◆ HOW TO COMPLETE THIS TASK ◆
Read the records below. Copy each line where the string "Deserialize" occurs.

╭──

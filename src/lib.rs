//! Core library for the mtrx2flat command line application.
//!
//! The library wraps `VernissageCmd.exe`, the exporter shipped with Omicron
//! Vernissage, so MATRIX data directories can be batch-converted from code or
//! from the command line. Configuration lives in
//! [`vernissage::cmd::config`], the supported exporter plugins in
//! [`vernissage::cmd::exporter`], command-line construction in
//! [`vernissage::cmd::command`], and the conversion orchestration under
//! [`vernissage::cmd::convert`].

pub mod vernissage;

pub use vernissage::cmd::{Result, ToolError, command, config, convert, error, exporter};
pub use vernissage::cmd::config::ConverterConfig;
pub use vernissage::cmd::convert::{ConversionOutcome, ConversionRequest, Converter};
pub use vernissage::cmd::exporter::{Exporter, ExporterEntry};
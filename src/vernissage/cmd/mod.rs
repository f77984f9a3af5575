pub mod command;
pub mod config;
pub mod convert;
pub mod error;
pub mod exporter;

pub use error::{Result, ToolError};
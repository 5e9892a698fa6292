pub mod config;
pub mod location;
pub mod name_edit;
pub mod notifications;
pub mod query_view;
pub mod saved_query;
pub mod saved_query_api;
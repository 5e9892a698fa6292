use std::sync::Arc;

use async_trait::async_trait;
use thiserror::Error;

use crate::notifications::NotificationSink;
use crate::query_view::QueryView;
use crate::saved_query::{Organization, SavedQueryRecord};

pub const NAME_SAVED_MESSAGE: &str = "Query name saved";
pub const NAME_NOT_SAVED_MESSAGE: &str = "Query name not saved";

#[derive(Debug, Clone, PartialEq, Eq, Error)]
pub enum ApiError {
    #[error("saved query `{id}` does not exist")]
    NotFound { id: String },
    #[error("query view has no id to update")]
    MissingId,
    #[error("server rejected the request with status {status}")]
    Rejected { status: u16, detail: Option<String> },
    #[error("request failed: {0}")]
    Transport(String),
    #[error("failed to decode server response: {0}")]
    Decode(String),
    #[error("saved query storage failed: {0}")]
    Storage(String),
}

impl ApiError {
    /// The server-provided detail when there is one.
    #[must_use]
    pub fn user_message(&self) -> &str {
        match self {
            Self::Rejected {
                detail: Some(detail),
                ..
            } if !detail.trim().is_empty() => detail.as_str(),
            _ => NAME_NOT_SAVED_MESSAGE,
        }
    }
}

#[async_trait]
pub trait SavedQueryUpdater: Send + Sync {
    /// Persists the view and resolves with the server's copy of the record.
    async fn update_query_name(
        &self,
        organization: &Organization,
        view: &QueryView,
    ) -> Result<SavedQueryRecord, ApiError>;
}

#[async_trait]
pub trait SavedQueryLister: Send + Sync {
    async fn list_saved_queries(
        &self,
        organization: &Organization,
    ) -> Result<Vec<SavedQueryRecord>, ApiError>;
}

#[async_trait]
impl<T: SavedQueryUpdater + ?Sized> SavedQueryUpdater for Arc<T> {
    async fn update_query_name(
        &self,
        organization: &Organization,
        view: &QueryView,
    ) -> Result<SavedQueryRecord, ApiError> {
        (**self).update_query_name(organization, view).await
    }
}

#[async_trait]
impl<T: SavedQueryLister + ?Sized> SavedQueryLister for Arc<T> {
    async fn list_saved_queries(
        &self,
        organization: &Organization,
    ) -> Result<Vec<SavedQueryRecord>, ApiError> {
        (**self).list_saved_queries(organization).await
    }
}

/// Wraps an updater with success and failure toasts. The result is passed
/// through untouched.
#[derive(Debug, Clone)]
pub struct AnnouncingUpdater<U, N> {
    inner: U,
    notifier: N,
}

impl<U, N> AnnouncingUpdater<U, N> {
    #[must_use]
    pub fn new(inner: U, notifier: N) -> Self {
        Self { inner, notifier }
    }
}

#[async_trait]
impl<U, N> SavedQueryUpdater for AnnouncingUpdater<U, N>
where
    U: SavedQueryUpdater,
    N: NotificationSink,
{
    async fn update_query_name(
        &self,
        organization: &Organization,
        view: &QueryView,
    ) -> Result<SavedQueryRecord, ApiError> {
        let result = self.inner.update_query_name(organization, view).await;
        match &result {
            Ok(_) => self.notifier.show_success(NAME_SAVED_MESSAGE),
            Err(error) => self.notifier.show_error(error.user_message()),
        }
        result
    }
}
pub mod credentials;
pub mod http;
pub mod local;
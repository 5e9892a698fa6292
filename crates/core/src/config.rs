use std::env;
use std::fs;
use std::path::{Path, PathBuf};

use serde::{Deserialize, Serialize};
use thiserror::Error;

pub const CONFIG_DIR_ENV: &str = "SAVEDQ_CONFIG_DIR";
const DEFAULT_AUTH_TOKEN_ENV: &str = "SAVEDQ_AUTH_TOKEN";
const DEFAULT_LOG_FILTER: &str = "info";
const DEFAULT_REQUEST_TIMEOUT_SECS: u64 = 30;

fn default_auth_token_env() -> String {
    DEFAULT_AUTH_TOKEN_ENV.to_string()
}

fn default_log_filter() -> String {
    DEFAULT_LOG_FILTER.to_string()
}

fn default_request_timeout_secs() -> u64 {
    DEFAULT_REQUEST_TIMEOUT_SECS
}

fn default_organization() -> String {
    "default".to_string()
}

#[derive(Debug, Clone, Copy, Serialize, Deserialize, PartialEq, Eq, Default)]
#[serde(rename_all = "snake_case")]
pub enum TokenSource {
    #[default]
    EnvVar,
    Keyring,
}

#[derive(Debug, Clone, Serialize, Deserialize, PartialEq, Eq)]
pub struct AppConfig {
    #[serde(default = "default_organization")]
    pub organization: String,
    /// When unset, saved queries are read from and written to a local file.
    #[serde(default)]
    pub api_base_url: Option<String>,
    #[serde(default = "default_auth_token_env")]
    pub auth_token_env: String,
    #[serde(default)]
    pub token_source: TokenSource,
    #[serde(default)]
    pub keyring_service: Option<String>,
    #[serde(default)]
    pub keyring_account: Option<String>,
    #[serde(default)]
    pub saved_queries_path: Option<PathBuf>,
    #[serde(default = "default_log_filter")]
    pub log_filter: String,
    #[serde(default = "default_request_timeout_secs")]
    pub request_timeout_secs: u64,
}

impl Default for AppConfig {
    fn default() -> Self {
        Self {
            organization: default_organization(),
            api_base_url: None,
            auth_token_env: default_auth_token_env(),
            token_source: TokenSource::EnvVar,
            keyring_service: None,
            keyring_account: None,
            saved_queries_path: None,
            log_filter: default_log_filter(),
            request_timeout_secs: DEFAULT_REQUEST_TIMEOUT_SECS,
        }
    }
}

impl AppConfig {
    pub fn load_default() -> Result<Self, ConfigError> {
        Self::load_from_path(default_config_dir()?.join("config.toml"))
    }

    pub fn load_from_path(path: impl AsRef<Path>) -> Result<Self, ConfigError> {
        let path = path.as_ref();
        if !path.exists() {
            return Ok(Self::default());
        }

        let raw = fs::read_to_string(path).map_err(|source| ConfigError::Read {
            path: path.to_path_buf(),
            source,
        })?;
        if raw.trim().is_empty() {
            return Ok(Self::default());
        }

        toml::from_str(&raw).map_err(|source| ConfigError::Parse {
            path: path.to_path_buf(),
            source,
        })
    }

    /// Reads the API token from the configured environment variable.
    #[must_use]
    pub fn env_auth_token(&self) -> Option<String> {
        env::var(&self.auth_token_env)
            .ok()
            .filter(|token| !token.trim().is_empty())
    }
}

#[derive(Debug, Error)]
pub enum ConfigError {
    #[error("config directory is unavailable for this platform")]
    ConfigDirUnavailable,
    #[error("failed to read config file at {path}: {source}")]
    Read {
        path: PathBuf,
        #[source]
        source: std::io::Error,
    },
    #[error("failed to parse config file at {path}: {source}")]
    Parse {
        path: PathBuf,
        #[source]
        source: toml::de::Error,
    },
}

pub fn default_config_dir() -> Result<PathBuf, ConfigError> {
    if let Some(custom) = env::var_os(CONFIG_DIR_ENV) {
        return Ok(PathBuf::from(custom));
    }

    let base_dir = if cfg!(target_os = "windows") {
        env::var_os("APPDATA")
            .map(PathBuf::from)
            .ok_or(ConfigError::ConfigDirUnavailable)?
    } else if let Some(xdg_config_home) = env::var_os("XDG_CONFIG_HOME") {
        PathBuf::from(xdg_config_home)
    } else {
        let home = env::var_os("HOME").ok_or(ConfigError::ConfigDirUnavailable)?;
        PathBuf::from(home).join(".config")
    };

    Ok(base_dir.join("savedq"))
}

╰──

◆ YOUR RESPONSE ◆
use serde::{Deserialize, Serialize};
#[derive(Debug, Clone, Copy, Serialize, Deserialize, PartialEq, Eq, Default)]
#[derive(Debug, Clone, Serialize, Deserialize, PartialEq, Eq)]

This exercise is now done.